Records contained in a dataset
++++++++

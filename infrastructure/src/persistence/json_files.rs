//! One JSON file per memory record

use serde_json::Value;
use std::path::{Path, PathBuf};
use taskpilot_application::{MemoryPersistence, PersistenceError};
use tracing::debug;

pub struct JsonFilePersistence {
    directory: PathBuf,
}

impl JsonFilePersistence {
    /// Create the directory if needed; failing here aborts startup.
    pub fn new(directory: impl Into<PathBuf>) -> Result<Self, PersistenceError> {
        let directory = directory.into();
        std::fs::create_dir_all(&directory).map_err(|e| {
            PersistenceError(format!(
                "Could not create memory directory {}: {}",
                directory.display(),
                e
            ))
        })?;
        Ok(Self { directory })
    }

    pub fn directory(&self) -> &Path {
        &self.directory
    }

    fn record_path(&self, collection: &str, id: &str) -> PathBuf {
        self.directory
            .join(sanitize(collection))
            .join(format!("{}.json", sanitize(id)))
    }

    /// Read a record back (used by tooling and tests).
    pub fn load(&self, collection: &str, id: &str) -> Result<Option<Value>, PersistenceError> {
        let path = self.record_path(collection, id);
        match std::fs::read_to_string(&path) {
            Ok(text) => serde_json::from_str(&text)
                .map(Some)
                .map_err(|e| PersistenceError(format!("{}: {}", path.display(), e))),
            Err(e) if e.kind() == std::io::ErrorKind::NotFound => Ok(None),
            Err(e) => Err(PersistenceError(format!("{}: {}", path.display(), e))),
        }
    }
}

/// Keep ids usable as file names
fn sanitize(name: &str) -> String {
    let cleaned: String = name
        .chars()
        .map(|c| {
            if c.is_ascii_alphanumeric() || matches!(c, '-' | '_' | '.') {
                c
            } else {
                '_'
            }
        })
        .collect();
    match cleaned.trim_matches('.') {
        "" => "_".to_string(),
        _ => cleaned,
    }
}

impl MemoryPersistence for JsonFilePersistence {
    fn persist(&self, collection: &str, id: &str, value: &Value) -> Result<(), PersistenceError> {
        let path = self.record_path(collection, id);
        if let Some(parent) = path.parent() {
            std::fs::create_dir_all(parent)
                .map_err(|e| PersistenceError(format!("{}: {}", parent.display(), e)))?;
        }

        let text = serde_json::to_string_pretty(value)
            .map_err(|e| PersistenceError(e.to_string()))?;

        // write-then-rename so readers never see a half-written record
        let tmp = path.with_extension("json.tmp");
        std::fs::write(&tmp, text)
            .and_then(|_| std::fs::rename(&tmp, &path))
            .map_err(|e| PersistenceError(format!("{}: {}", path.display(), e)))?;

        debug!(collection, id, "Persisted record");
        Ok(())
    }
}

++++++++

→ EXERCISE OBJECTIVE
Whenever the string "format" shows up in a line of the entries, copy that line.

→ YOUR SOLUTION
            PersistenceError(format!(
            .join(format!("{}.json", sanitize(id)))
                .map_err(|e| PersistenceError(format!("{}: {}", path.display(), e))),
            Err(e) => Err(PersistenceError(format!("{}: {}", path.display(), e))),
                .map_err(|e| PersistenceError(format!("{}: {}", parent.display(), e)))?;
            .map_err(|e| PersistenceError(format!("{}: {}", path.display(), e)))?;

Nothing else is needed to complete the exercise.